Cependant, les preuves de la « réalité » du déterminisme génétique avaient été bien plus difficiles à apporter que celles intéressant le rôle du darwinisme dans l’évolution des espèces. Elles avaient résulté des travaux menés par la biologie moléculaire à partir de l’identification de la double hélice, dont précisément l’Institut Pasteur avec Jacques Monod avait été l’un des acteurs. On cru alors pouvoir comprendre le rôle des gènes dans la phylogenèse. Il était vite apparu que ceux-ci n’intervenaient pas directement dans la fabrication de l’embryon. Des médiateurs protéiques spécifiques faisaient le relais entre le gène ou les gènes supposés contribuer à la formation de l’organisme et les cellules directement concernées par l’ordre d’apparition et l’architecture des organes. Mais le mécanisme, totalement déterministe, excluait toute variation aléatoire. Il ne permettait, selon ces approches, aucune liberté ni plasticité, sinon par accidents. Une propriété qui avait été nommée la stéréospécificité permettait d’expliquer comment les protéines synthétisées (et repliées) sous l’influence des gènes ne pouvaient correspondre qu’à un et à un seul type d’organite infracellulaire ou de cellule. L’image popularisée alors fut celle de la clef qui ne peut ouvrir qu’une seule serrure.


Précisons cependant que si, pour les biologistes matérialistes, la programmation génétique et la variabilité des génomes introduite par des mutations aléatoires constituaient des conquêtes de la pensée scientifique déterministe qu’il ne fallait pas remettre en cause, l’on devait cependant tenir compte des observations multiples nouvelles qui s’accumulaient. En ce qui concerne l’ontogenèse, l’étude plus précise du rôle des gènes avait montré que l’intervention des gènes et des protéines dont ils provoquaient la synthèse était bien plus complexe que celle résumée par le concept « un gène, un caractère ». Des gènes dits régulateurs avaient été identifiées. Le protéome ou catalogue des protéines impliquées dans la reproduction s'est révélé par ailleurs infiniment plus riche que le catalogue des gènes propres à chaque espèce. La stéréospécificité apparut alors comme loin d’être systématique, le même morceau d’ADN pouvant diriger l’assemblage de protéines différentes, dont l’une seulement intervenait dans la suite de l’embryogenèse.
Par ailleurs, il n’était plus niable que dès sa formation, l’embryon était soumis aux contraintes du milieu, notamment du milieu social dit aussi milieu culturel.
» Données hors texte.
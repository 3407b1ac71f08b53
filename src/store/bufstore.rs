use std::collections::BTreeMap;

use super::*;

/// An in-memory map containing values modified by writes to a `BufStore`.
/// `None` marks a deleted key.
pub type Map = BTreeMap<Vec<u8>, Option<Vec<u8>>>;

/// Wraps a `Store` and records mutations in an in-memory map, so that
/// modifications do not affect the underlying `Store` until `flush` is called.
///
/// Dropping a `BufStore` without flushing discards its writes, which is how
/// failed transactions are rolled back.
pub struct BufStore<S> {
    map: Map,
    store: S,
}

impl<S: Read> BufStore<S> {
    /// Constructs a `BufStore` by wrapping the given store.
    ///
    /// Calls to get will first check the `BufStore` map, and if no entry is
    /// found will be passed to the underlying store.
    pub fn wrap(store: S) -> Self {
        BufStore {
            store,
            map: Default::default(),
        }
    }

    /// Creates a `BufStore` by wrapping the given store, using a pre-populated
    /// in-memory buffer of key/value entries.
    pub fn wrap_with_map(store: S, map: Map) -> Self {
        BufStore { store, map }
    }

    /// Consumes the `BufStore` and returns its in-memory buffer of key/value
    /// entries.
    pub fn into_map(self) -> Map {
        self.map
    }

    /// The keys written or deleted so far, in key order.
    pub fn write_set(&self) -> impl Iterator<Item = &[u8]> {
        self.map.keys().map(Vec::as_slice)
    }
}

impl<S: Read> Read for BufStore<S> {
    fn get(&self, key: &[u8]) -> Result<Option<Vec<u8>>> {
        match self.map.get(key) {
            Some(Some(value)) => Ok(Some(value.clone())),
            Some(None) => Ok(None),
            None => self.store.get(key),
        }
    }
}

impl<S: Read> Write for BufStore<S> {
    fn put(&mut self, key: Vec<u8>, value: Vec<u8>) -> Result<()> {
        self.map.insert(key, Some(value));
        Ok(())
    }

    fn delete(&mut self, key: &[u8]) -> Result<()> {
        self.map.insert(key.to_vec(), None);
        Ok(())
    }
}

impl<S: Store> Flush for BufStore<S> {
    /// Consumes the `BufStore`'s in-memory buffer and writes all of its values
    /// to the underlying store.
    ///
    /// After calling `flush`, the `BufStore` will still be valid and wrap the
    /// underlying store, but its in-memory buffer will be empty.
    fn flush(&mut self) -> Result<()> {
        while let Some((key, value)) = self.map.pop_first() {
            match value {
                Some(value) => self.store.put(key, value)?,
                None => self.store.delete(key.as_slice())?,
            }
        }
        Ok(())
    }
}

#[cfg(test)]
mod tests {
    use super::*;

    #[test]
    fn satisfies_store_trait() {
        // (this is a compile-time assertion)
        fn assert_store<S: Store>(_: S) {}
        assert_store(BufStore::wrap(MapStore::new()));
    }

    #[test]
    fn reads_through_to_backing() {
        let mut backing = MapStore::new();
        backing.put(b"numEvents".to_vec(), b"3".to_vec()).unwrap();

        let buf = BufStore::wrap(&mut backing);
        assert_eq!(buf.get(b"numEvents").unwrap(), Some(b"3".to_vec()));
    }

    #[test]
    fn buffer_shadows_backing() {
        let mut backing = MapStore::new();
        backing.put(vec![1], vec![1]).unwrap();
        backing.put(vec![2], vec![2]).unwrap();

        let mut buf = BufStore::wrap(&mut backing);
        buf.put(vec![1], vec![10]).unwrap();
        buf.delete(&[2]).unwrap();

        assert_eq!(buf.get(&[1]).unwrap(), Some(vec![10]));
        assert_eq!(buf.get(&[2]).unwrap(), None);
        let written: Vec<_> = buf.write_set().map(<[u8]>::to_vec).collect();
        assert_eq!(written, vec![vec![1], vec![2]]);
    }

    #[test]
    fn drop_discards_writes() {
        let mut backing = MapStore::new();
        {
            let mut buf = BufStore::wrap(&mut backing);
            buf.put(vec![1], vec![1]).unwrap();
        }
        assert_eq!(backing.get(&[1]).unwrap(), None);
    }

    #[test]
    fn flush() {
        let mut backing = MapStore::new();
        backing.put(vec![2], vec![2]).unwrap();

        let mut buf = BufStore::wrap(&mut backing);
        buf.put(vec![1], vec![1]).unwrap();
        buf.delete(&[2]).unwrap();
        buf.flush().unwrap();
        assert!(buf.into_map().is_empty());

        assert_eq!(backing.get(&[1]).unwrap(), Some(vec![1]));
        assert_eq!(backing.get(&[2]).unwrap(), None);
    }
}
use std::env;
use std::net::{IpAddr, Ipv4Addr, SocketAddr};
use std::path::PathBuf;
use tracing::warn;

const DEFAULT_DATA_PATH: &str = "data/state.json";
const DEFAULT_PORT: u16 = 8080;

#[derive(Debug, Clone, PartialEq)]
pub struct Config {
    pub data_path: PathBuf,
    pub host: IpAddr,
    pub port: u16,
}

impl Config {
    pub fn from_env() -> Self {
        Self::from_lookup(|key| env::var(key).ok())
    }

    fn from_lookup(lookup: impl Fn(&str) -> Option<String>) -> Self {
        let data_path = lookup("APP_DATA_PATH")
            .filter(|path| !path.trim().is_empty())
            .map(PathBuf::from)
            .unwrap_or_else(|| PathBuf::from(DEFAULT_DATA_PATH));

        let port = match lookup("PORT") {
            Some(value) => value.parse::<u16>().unwrap_or_else(|_| {
                warn!("invalid PORT '{value}', using {DEFAULT_PORT}");
                DEFAULT_PORT
            }),
            None => DEFAULT_PORT,
        };

        let host = match lookup("HOST") {
            Some(value) => value.parse::<IpAddr>().unwrap_or_else(|_| {
                warn!("invalid HOST '{value}', binding all interfaces");
                IpAddr::V4(Ipv4Addr::UNSPECIFIED)
            }),
            None => IpAddr::V4(Ipv4Addr::UNSPECIFIED),
        };

        Self {
            data_path,
            host,
            port,
        }
    }

    pub fn addr(&self) -> SocketAddr {
        SocketAddr::new(self.host, self.port)
    }
}

#[cfg(test)]
mod tests {
    use super::*;
    use std::collections::HashMap;

    fn config_from(vars: &[(&str, &str)]) -> Config {
        let vars: HashMap<String, String> = vars
            .iter()
            .map(|(key, value)| (key.to_string(), value.to_string()))
            .collect();
        Config::from_lookup(|key| vars.get(key).cloned())
    }

    #[test]
    fn defaults_when_unset() {
        let config = config_from(&[]);
        assert_eq!(config.data_path, PathBuf::from("data/state.json"));
        assert_eq!(config.addr().to_string(), "0.0.0.0:8080");
    }

    #[test]
    fn reads_overrides_and_ignores_garbage() {
        let config = config_from(&[
            ("APP_DATA_PATH", "/tmp/hub.json"),
            ("PORT", "9191"),
            ("HOST", "127.0.0.1"),
        ]);
        assert_eq!(config.data_path, PathBuf::from("/tmp/hub.json"));
        assert_eq!(config.addr().to_string(), "127.0.0.1:9191");

        let config = config_from(&[("PORT", "eighty"), ("HOST", "localhost")]);
        assert_eq!(config.addr().to_string(), "0.0.0.0:8080");
    }
}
Le milieu influe de façon plus ou moins importante sur le développement de l’individu, selon des modalités étudiées dans le cadre d’une approche devenue depuis systématique, l’épigénétique.


En ce qui concerne l’évolution des génomes, c’est-à-dire la phylogenèse, il était apparu parallèlement que des phénomènes difficiles à considérer comme de simples mutations aléatoires pouvaient contribuer efficacement à la formation de nouvelles espèces ou à des modifications du génome à l’intérieur d’espèces existantes. Citons par exemple le transfert horizontal de gènes (très répandu, et pas seulement chez les bactéries) ou, à une autre échelle, la sélection de groupe présentée comme agissant sur l’ADN non d’un individu isolé mais de nombreux individus au sein d’un groupe soumis à une pression sélective. Il s’agissait en quelque sorte de mutations orientées par l’interaction avec le milieu.


Une révolution conceptuelle : l’extension du domaine du darwinisme.


Tout ceci faisaient supposer, vers les années 1990, que la biologie se trouvait à la veille d’une révolution conceptuelle, voire philosophique, importante. Seul manquait le ou les chefs d’orchestre de cette révolution, susceptibles de proposer les nouveaux concepts nécessaires à la cristallisation d’un nouveau paradigme. Nous n’offenserons pas la modestie de Jean-Jacques Kupiec en affirmant qu’il fut en France et sans doute aussi dans le monde entier, avec quelques collègues tels que Pierre Sonigo, le plus efficace de ces chefs d’orchestre. L’ouvrage dont dès 2000 nous avions signalé l’importance, « Ni Dieu ni gène », co-écrit avec Pierre Sonigo, en donna le signal. Il fut reçu avec effroi par la communauté des biologistes traditionnels et avec beaucoup d’excitation par de jeunes chercheurs à la recherche de nouvelles problématiques intéressant le développement des formes vitales. L’empire d’une biologie moléculaire déterministe toute puissante en parut ébranlé, ce qui ne manqua pas d’entraîner des résistances de la part des généticiens.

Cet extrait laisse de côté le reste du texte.